— WHAT YOU WILL DO —
Please write each entry out again exactly as shown.

— SUPPLIED MATERIAL —
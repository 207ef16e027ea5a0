//! Before/After Example
//!
//! Each section runs the same transformation twice: once composed from plain
//! `futures` combinators ("before") and once with the dedicated operator
//! ("after"). Every event is logged through `.debug(label)`.
//!
//! Run with: RUST_LOG=debug cargo run --example before_after

use std::time::Duration;

use futures::future::ready;
use futures::{stream, StreamExt};
use rxext::prelude::*;
use tracing_subscriber::EnvFilter;

// ==================== Optionals ====================

async fn example_unwrap() {
    println!("\n=== unwrap ===");
    let source = || stream::iter(vec![Some(1), Some(2), None, Some(4), Some(5)]);

    // before
    source()
        .filter_map(|x| async move { x })
        .debug("unwrap/before")
        .for_each(|_| ready(()))
        .await;

    // after
    source()
        .unwrap()
        .debug("unwrap/after")
        .for_each(|_| ready(()))
        .await;
}

// ==================== Pairs ====================

async fn example_pairwise() {
    println!("\n=== pairwise ===");

    let equal: Vec<bool> = stream::iter(vec![true, false])
        .pairwise()
        .map(|(a, b)| a == b)
        .collect()
        .await;
    println!("pairs equal: {:?}", equal);
}

// ==================== Filtering ====================

async fn example_ignore() {
    println!("\n=== ignore ===");
    let source = || stream::iter(vec![-1, 1, 2, 3, 4, 5]);

    // before
    let before: Vec<i32> = source()
        .filter(|x| ready(*x != -1 && *x != 1))
        .debug("ignore/before")
        .collect()
        .await;

    // after
    let after: Vec<i32> = source().ignore([-1, 1]).debug("ignore/after").collect().await;

    println!("before: {:?}, after: {:?}", before, after);
}

async fn example_map_to_void() {
    println!("\n=== mapTo ===");

    // before
    let before: Vec<()> = stream::iter(vec![1]).map(|_| ()).collect().await;

    // after
    let after: Vec<()> = stream::iter(vec![1]).map_to(()).collect().await;

    println!("before: {:?}, after: {:?}", before, after);
}

async fn example_count() {
    println!("\n=== count ===");

    // before
    let mut count = 0;
    stream::iter(1..=5)
        .filter(|x| ready(x % 2 == 0))
        .for_each(|_| {
            count += 1;
            ready(())
        })
        .await;

    // after
    let after: Vec<usize> = stream::iter(1..=5)
        .count_where(|x| x % 2 == 0)
        .debug("count/after")
        .collect()
        .await;

    println!("before: {}, after: {:?}", count, after);
}

// ==================== Booleans ====================

async fn example_toggle() {
    println!("\n=== not ===");

    // before
    let before: Vec<bool> = stream::iter(vec![false]).map(|b| !b).collect().await;

    // after
    let after: Vec<bool> = stream::iter(vec![false]).not().collect().await;

    println!("before: {:?}, after: {:?}", before, after);
}

async fn example_and() {
    println!("\n=== and ===");

    // before
    let before = stream::iter(vec![true, false])
        .fold(true, |acc, b| ready(acc && b))
        .await;

    // after
    let after: Vec<bool> = stream::iter(vec![true, false])
        .and()
        .debug("and/after")
        .collect()
        .await;

    println!("before: {}, after: {:?}", before, after);
}

// ==================== Errors ====================

async fn example_catch_error_just_complete() {
    println!("\n=== catchErrorJustComplete ===");
    let failing = || stream::iter(vec![Err::<i32, _>("error")]);

    // before
    let before: Vec<i32> = failing()
        .take_while(|r| ready(r.is_ok()))
        .filter_map(|r| async move { r.ok() })
        .collect()
        .await;

    // after
    let after: Vec<i32> = failing()
        .catch_error_just_complete()
        .debug("catch/after")
        .collect()
        .await;

    println!("before: {:?}, after: {:?}", before, after);
}

// ==================== Filter + Map ====================

async fn example_filter_map() {
    println!("\n=== filterMap ===");

    // before
    let before: Vec<i32> = stream::iter(1..=6)
        .filter(|x| ready(x % 2 == 0))
        .map(|x| x + 10)
        .collect()
        .await;

    // after
    let after: Vec<i32> = stream::iter(1..=6)
        .filter_map_with(|x| {
            if x % 2 == 0 {
                FilterMap::Map(x + 10)
            } else {
                FilterMap::Ignore
            }
        })
        .collect()
        .await;

    println!("before: {:?}, after: {:?}", before, after);
}

// ==================== Callbacks ====================

fn some_asynchronous_service((name, id): (&'static str, i32), done: Completion<String>) {
    tokio::spawn(async move {
        tokio::time::sleep(Duration::from_millis(10)).await;
        done.complete(format!("hello {} #{}", name, id));
    });
}

async fn example_from_async() {
    println!("\n=== fromAsync ===");

    // Arguments go to the factory; the callback becomes the stream's value.
    let call = from_async(some_asynchronous_service);
    call(("jake", 0))
        .for_each(|greeting| {
            println!("{}", greeting);
            ready(())
        })
        .await;
}

// ==================== Partition ====================

async fn example_partition() {
    println!("\n=== partition ===");

    let (evens, odds) = partition(stream::iter(1..=5), |x| x % 2 == 0);
    let (evens, odds): (Vec<i32>, Vec<i32>) = futures::join!(
        evens.debug("evens").collect(),
        odds.debug("odds").collect()
    );

    println!("evens: {:?}, odds: {:?}", evens, odds);
}

#[tokio::main]
async fn main() {
    tracing_subscriber::fmt()
        .with_env_filter(EnvFilter::try_from_default_env().unwrap_or_else(|_| "debug".into()))
        .init();

    println!("Before/After Examples");
    println!("=====================");

    example_unwrap().await;
    example_pairwise().await;
    example_ignore().await;
    example_map_to_void().await;
    example_count().await;
    example_toggle().await;
    example_and().await;
    example_catch_error_just_complete().await;
    example_filter_map().await;
    example_from_async().await;
    example_partition().await;

    println!("\n=== All examples completed successfully! ===");
}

— RESULT OF THIS EXERCISE —
repository 207ef16e027ea5a0
//! Before/After Example
//!
//! Each section runs the same transformation twice: once composed from plain
//! `futures` combinators ("before") and once with the dedicated operator
//! ("after"). Every event is logged through `.debug(label)`.
//!
//! Run with: RUST_LOG=debug cargo run --example before_after

use std::time::Duration;

use futures::future::ready;
use futures::{stream, StreamExt};
use rxext::prelude::*;
use tracing_subscriber::EnvFilter;

// ==================== Optionals ====================

async fn example_unwrap() {
    println!("\n=== unwrap ===");
    let source = || stream::iter(vec![Some(1), Some(2), None, Some(4), Some(5)]);

    // before
    source()
        .filter_map(|x| async move { x })
        .debug("unwrap/before")
        .for_each(|_| ready(()))
        .await;

    // after
    source()
        .unwrap()
        .debug("unwrap/after")
        .for_each(|_| ready(()))
        .await;
}

// ==================== Pairs ====================

async fn example_pairwise() {
    println!("\n=== pairwise ===");

    let equal: Vec<bool> = stream::iter(vec![true, false])
        .pairwise()
        .map(|(a, b)| a == b)
        .collect()
        .await;
    println!("pairs equal: {:?}", equal);
}

// ==================== Filtering ====================

async fn example_ignore() {
    println!("\n=== ignore ===");
    let source = || stream::iter(vec![-1, 1, 2, 3, 4, 5]);

    // before
    let before: Vec<i32> = source()
        .filter(|x| ready(*x != -1 && *x != 1))
        .debug("ignore/before")
        .collect()
        .await;

    // after
    let after: Vec<i32> = source().ignore([-1, 1]).debug("ignore/after").collect().await;

    println!("before: {:?}, after: {:?}", before, after);
}

async fn example_map_to_void() {
    println!("\n=== mapTo ===");

    // before
    let before: Vec<()> = stream::iter(vec![1]).map(|_| ()).collect().await;

    // after
    let after: Vec<()> = stream::iter(vec![1]).map_to(()).collect().await;

    println!("before: {:?}, after: {:?}", before, after);
}

async fn example_count() {
    println!("\n=== count ===");

    // before
    let mut count = 0;
    stream::iter(1..=5)
        .filter(|x| ready(x % 2 == 0))
        .for_each(|_| {
            count += 1;
            ready(())
        })
        .await;

    // after
    let after: Vec<usize> = stream::iter(1..=5)
        .count_where(|x| x % 2 == 0)
        .debug("count/after")
        .collect()
        .await;

    println!("before: {}, after: {:?}", count, after);
}

// ==================== Booleans ====================

async fn example_toggle() {
    println!("\n=== not ===");

    // before
    let before: Vec<bool> = stream::iter(vec![false]).map(|b| !b).collect().await;

    // after
    let after: Vec<bool> = stream::iter(vec![false]).not().collect().await;

    println!("before: {:?}, after: {:?}", before, after);
}

async fn example_and() {
    println!("\n=== and ===");

    // before
    let before = stream::iter(vec![true, false])
        .fold(true, |acc, b| ready(acc && b))
        .await;

    // after
    let after: Vec<bool> = stream::iter(vec![true, false])
        .and()
        .debug("and/after")
        .collect()
        .await;

    println!("before: {}, after: {:?}", before, after);
}

// ==================== Errors ====================

async fn example_catch_error_just_complete() {
    println!("\n=== catchErrorJustComplete ===");
    let failing = || stream::iter(vec![Err::<i32, _>("error")]);

    // before
    let before: Vec<i32> = failing()
        .take_while(|r| ready(r.is_ok()))
        .filter_map(|r| async move { r.ok() })
        .collect()
        .await;

    // after
    let after: Vec<i32> = failing()
        .catch_error_just_complete()
        .debug("catch/after")
        .collect()
        .await;

    println!("before: {:?}, after: {:?}", before, after);
}

// ==================== Filter + Map ====================

async fn example_filter_map() {
    println!("\n=== filterMap ===");

    // before
    let before: Vec<i32> = stream::iter(1..=6)
        .filter(|x| ready(x % 2 == 0))
        .map(|x| x + 10)
        .collect()
        .await;

    // after
    let after: Vec<i32> = stream::iter(1..=6)
        .filter_map_with(|x| {
            if x % 2 == 0 {
                FilterMap::Map(x + 10)
            } else {
                FilterMap::Ignore
            }
        })
        .collect()
        .await;

    println!("before: {:?}, after: {:?}", before, after);
}

// ==================== Callbacks ====================

fn some_asynchronous_service((name, id): (&'static str, i32), done: Completion<String>) {
    tokio::spawn(async move {
        tokio::time::sleep(Duration::from_millis(10)).await;
        done.complete(format!("hello {} #{}", name, id));
    });
}

async fn example_from_async() {
    println!("\n=== fromAsync ===");

    // Arguments go to the factory; the callback becomes the stream's value.
    let call = from_async(some_asynchronous_service);
    call(("jake", 0))
        .for_each(|greeting| {
            println!("{}", greeting);
            ready(())
        })
        .await;
}

// ==================== Partition ====================

async fn example_partition() {
    println!("\n=== partition ===");

    let (evens, odds) = partition(stream::iter(1..=5), |x| x % 2 == 0);
    let (evens, odds): (Vec<i32>, Vec<i32>) = futures::join!(
        evens.debug("evens").collect(),
        odds.debug("odds").collect()
    );

    println!("evens: {:?}, odds: {:?}", evens, odds);
}

#[tokio::main]
async fn main() {
    tracing_subscriber::fmt()
        .with_env_filter(EnvFilter::try_from_default_env().unwrap_or_else(|_| "debug".into()))
        .init();

    println!("Before/After Examples");
    println!("=====================");

    example_unwrap().await;
    example_pairwise().await;
    example_ignore().await;
    example_map_to_void().await;
    example_count().await;
    example_toggle().await;
    example_and().await;
    example_catch_error_just_complete().await;
    example_filter_map().await;
    example_from_async().await;
    example_partition().await;

    println!("\n=== All examples completed successfully! ===");
}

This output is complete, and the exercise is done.